▶ _What this task involves_:
Your answer should repeat every line of the records below in which the word "images" appears.

---------- Data extracts ----------

//! Link resolution against a response's `includes`

use serde_json::{Map, Value};
use std::collections::HashMap;

/// Linked entries and assets available for resolution
#[derive(Debug, Default)]
pub struct Includes {
    entries: HashMap<String, Value>,
    assets: HashMap<String, Value>,
}

impl Includes {
    /// Collect `includes.Entry`, `includes.Asset` and the top-level
    /// `items` of a delivery API response. Items take part because an
    /// entry may link to another entry returned in the same page.
    pub fn from_response(response: &Value) -> Self {
        let mut includes = Self::default();

        let by_id = |list: Option<&Value>, target: &mut HashMap<String, Value>| {
            for item in list.and_then(Value::as_array).into_iter().flatten() {
                if let Some(id) = item.pointer("/sys/id").and_then(Value::as_str) {
                    target.insert(id.to_string(), item.clone());
                }
            }
        };

        by_id(response.get("items"), &mut includes.entries);
        by_id(response.pointer("/includes/Entry"), &mut includes.entries);
        by_id(response.pointer("/includes/Asset"), &mut includes.assets);
        // Local exports keep assets beside entries
        by_id(response.get("assets"), &mut includes.assets);

        includes
    }

    pub fn is_empty(&self) -> bool {
        self.entries.is_empty() && self.assets.is_empty()
    }

    /// Resolve links inside a field map, `depth` levels deep
    pub fn resolve_fields(&self, fields: &Map<String, Value>, depth: u8) -> Map<String, Value> {
        fields
            .iter()
            .map(|(k, v)| (k.clone(), self.resolve(v, depth)))
            .collect()
    }

    /// Replace link objects with the linked entry or asset.
    ///
    /// Links that cannot be found, or that sit deeper than `depth`, are
    /// returned unchanged.
    pub fn resolve(&self, value: &Value, depth: u8) -> Value {
        match value {
            Value::Array(items) => Value::Array(items.iter().map(|v| self.resolve(v, depth)).collect()),
            Value::Object(map) => {
                if let Some((link_type, id)) = as_link(value) {
                    if depth == 0 {
                        return value.clone();
                    }
                    let target = match link_type {
                        "Entry" => self.entries.get(id),
                        "Asset" => self.assets.get(id),
                        _ => None,
                    };
                    return match target {
                        Some(Value::Object(target)) => {
                            let mut resolved = target.clone();
                            if let Some(Value::Object(fields)) = target.get("fields") {
                                resolved.insert(
                                    "fields".to_string(),
                                    Value::Object(self.resolve_fields(fields, depth - 1)),
                                );
                            }
                            Value::Object(resolved)
                        }
                        _ => {
                            tracing::debug!("Unresolved {} link {}", link_type, id);
                            value.clone()
                        }
                    };
                }
                Value::Object(
                    map.iter()
                        .map(|(k, v)| (k.clone(), self.resolve(v, depth)))
                        .collect(),
                )
            }
            _ => value.clone(),
        }
    }
}

/// Returns `(linkType, id)` when the value is an unresolved link
pub fn as_link(value: &Value) -> Option<(&str, &str)> {
    let sys = value.get("sys")?;
    if sys.get("type")?.as_str()? != "Link" {
        return None;
    }
    Some((sys.get("linkType")?.as_str()?, sys.get("id")?.as_str()?))
}

#[cfg(test)]
mod tests {
    use super::*;
    use serde_json::json;

    fn link(kind: &str, id: &str) -> Value {
        json!({ "sys": { "type": "Link", "linkType": kind, "id": id } })
    }

    fn response() -> Value {
        json!({
            "items": [],
            "includes": {
                "Entry": [
                    { "sys": { "id": "f1", "type": "Entry" },
                      "fields": { "title": "Fast approval", "next": link("Entry", "f2") } },
                    { "sys": { "id": "f2", "type": "Entry" },
                      "fields": { "title": "Low rates", "next": link("Entry", "f1") } }
                ],
                "Asset": [
                    { "sys": { "id": "a1", "type": "Asset" },
                      "fields": { "title": "Hero", "file": { "url": "//images.example.net/hero.png" } } }
                ]
            }
        })
    }

    #[test]
    fn test_resolves_entries_and_assets() {
        let includes = Includes::from_response(&response());
        let resolved = includes.resolve(
            &json!({ "features": [link("Entry", "f1")], "heroImage": link("Asset", "a1") }),
            2,
        );
        assert_eq!(resolved.pointer("/features/0/fields/title"), Some(&json!("Fast approval")));
        assert_eq!(
            resolved.pointer("/heroImage/fields/file/url"),
            Some(&json!("//images.example.net/hero.png"))
        );
    }

    #[test]
    fn test_depth_cuts_cycles() {
        let includes = Includes::from_response(&response());
        let resolved = includes.resolve(&link("Entry", "f1"), 2);
        // f1 -> f2 resolved, f2 -> f1 left as a link
        assert_eq!(resolved.pointer("/fields/next/fields/title"), Some(&json!("Low rates")));
        assert!(as_link(resolved.pointer("/fields/next/fields/next").unwrap()).is_some());
    }

    #[test]
    fn test_unknown_link_is_kept() {
        let includes = Includes::from_response(&response());
        let missing = link("Entry", "nope");
        assert_eq!(includes.resolve(&missing, 2), missing);
    }

    #[test]
    fn test_depth_zero_keeps_links() {
        let includes = Includes::from_response(&response());
        let l = link("Asset", "a1");
        assert_eq!(includes.resolve(&l, 0), l);
    }
}
//! Credentials and overrides read from the process environment

pub const SPACE_ID: &str = "CONTENTFUL_SPACE_ID";
pub const ENVIRONMENT: &str = "CONTENTFUL_ENVIRONMENT";
pub const ACCESS_TOKEN: &str = "CONTENTFUL_ACCESS_TOKEN";
pub const PREVIEW_ACCESS_TOKEN: &str = "CONTENTFUL_PREVIEW_ACCESS_TOKEN";
pub const MANAGEMENT_TOKEN: &str = "CONTENTFUL_MANAGEMENT_TOKEN";
pub const SITE_URL: &str = "SITE_URL";
pub const WEBHOOK_URL: &str = "WEBHOOK_URL";

/// CMS credentials, read once at process start.
///
/// Empty variables are treated as missing.
#[derive(Clone, Default)]
pub struct CmsCredentials {
    pub space_id: Option<String>,
    pub environment: Option<String>,
    pub access_token: Option<String>,
    pub preview_access_token: Option<String>,
    pub management_token: Option<String>,
    pub site_url: Option<String>,
    pub webhook_url: Option<String>,
}

impl CmsCredentials {
    /// Read credentials from the process environment
    pub fn from_env() -> Self {
        Self::from_lookup(|key| std::env::var(key).ok())
    }

    /// Read credentials through an arbitrary lookup (used by tests)
    pub fn from_lookup<F>(lookup: F) -> Self
    where
        F: Fn(&str) -> Option<String>,
    {
        let get = |key: &str| lookup(key).map(|v| v.trim().to_string()).filter(|v| !v.is_empty());

        Self {
            space_id: get(SPACE_ID),
            environment: get(ENVIRONMENT),
            access_token: get(ACCESS_TOKEN),
            preview_access_token: get(PREVIEW_ACCESS_TOKEN),
            management_token: get(MANAGEMENT_TOKEN),
            site_url: get(SITE_URL),
            webhook_url: get(WEBHOOK_URL),
        }
    }

    /// Whether the delivery API can be used
    pub fn has_delivery(&self) -> bool {
        self.space_id.is_some() && self.access_token.is_some()
    }

    /// Whether the preview API can be used
    pub fn has_preview(&self) -> bool {
        self.space_id.is_some() && self.preview_access_token.is_some()
    }
}

// Tokens never show up in logs.
impl std::fmt::Debug for CmsCredentials {
    fn fmt(&self, f: &mut std::fmt::Formatter<'_>) -> std::fmt::Result {
        let mask = |v: &Option<String>| v.as_ref().map(|_| "***");
        f.debug_struct("CmsCredentials")
            .field("space_id", &self.space_id)
            .field("environment", &self.environment)
            .field("access_token", &mask(&self.access_token))
            .field("preview_access_token", &mask(&self.preview_access_token))
            .field("management_token", &mask(&self.management_token))
            .field("site_url", &self.site_url)
            .field("webhook_url", &self.webhook_url)
            .finish()
    }
}

#[cfg(test)]
mod tests {
    use super::*;
    use std::collections::HashMap;

    fn lookup(pairs: &[(&str, &str)]) -> impl Fn(&str) -> Option<String> {
        let map: HashMap<String, String> = pairs
            .iter()
            .map(|(k, v)| (k.to_string(), v.to_string()))
            .collect();
        move |key| map.get(key).cloned()
    }

    #[test]
    fn test_from_lookup() {
        let creds = CmsCredentials::from_lookup(lookup(&[
            (SPACE_ID, "space1"),
            (ACCESS_TOKEN, "cda-token"),
            (SITE_URL, "https://www.example.com"),
        ]));
        assert_eq!(creds.space_id.as_deref(), Some("space1"));
        assert!(creds.has_delivery());
        assert!(!creds.has_preview());
        assert_eq!(creds.site_url.as_deref(), Some("https://www.example.com"));
    }

    #[test]
    fn test_blank_values_are_missing() {
        let creds = CmsCredentials::from_lookup(lookup(&[(SPACE_ID, "  "), (ACCESS_TOKEN, "t")]));
        assert!(creds.space_id.is_none());
        assert!(!creds.has_delivery());
    }

    #[test]
    fn test_debug_masks_tokens() {
        let creds = CmsCredentials::from_lookup(lookup(&[(MANAGEMENT_TOKEN, "secret-cma")]));
        let debug = format!("{:?}", creds);
        assert!(!debug.contains("secret-cma"));
        assert!(debug.contains("***"));
    }
}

----------

▶ _Result below_:
                      "fields": { "title": "Hero", "file": { "url": "//images.example.net/hero.png" } } }
            Some(&json!("//images.example.net/hero.png"))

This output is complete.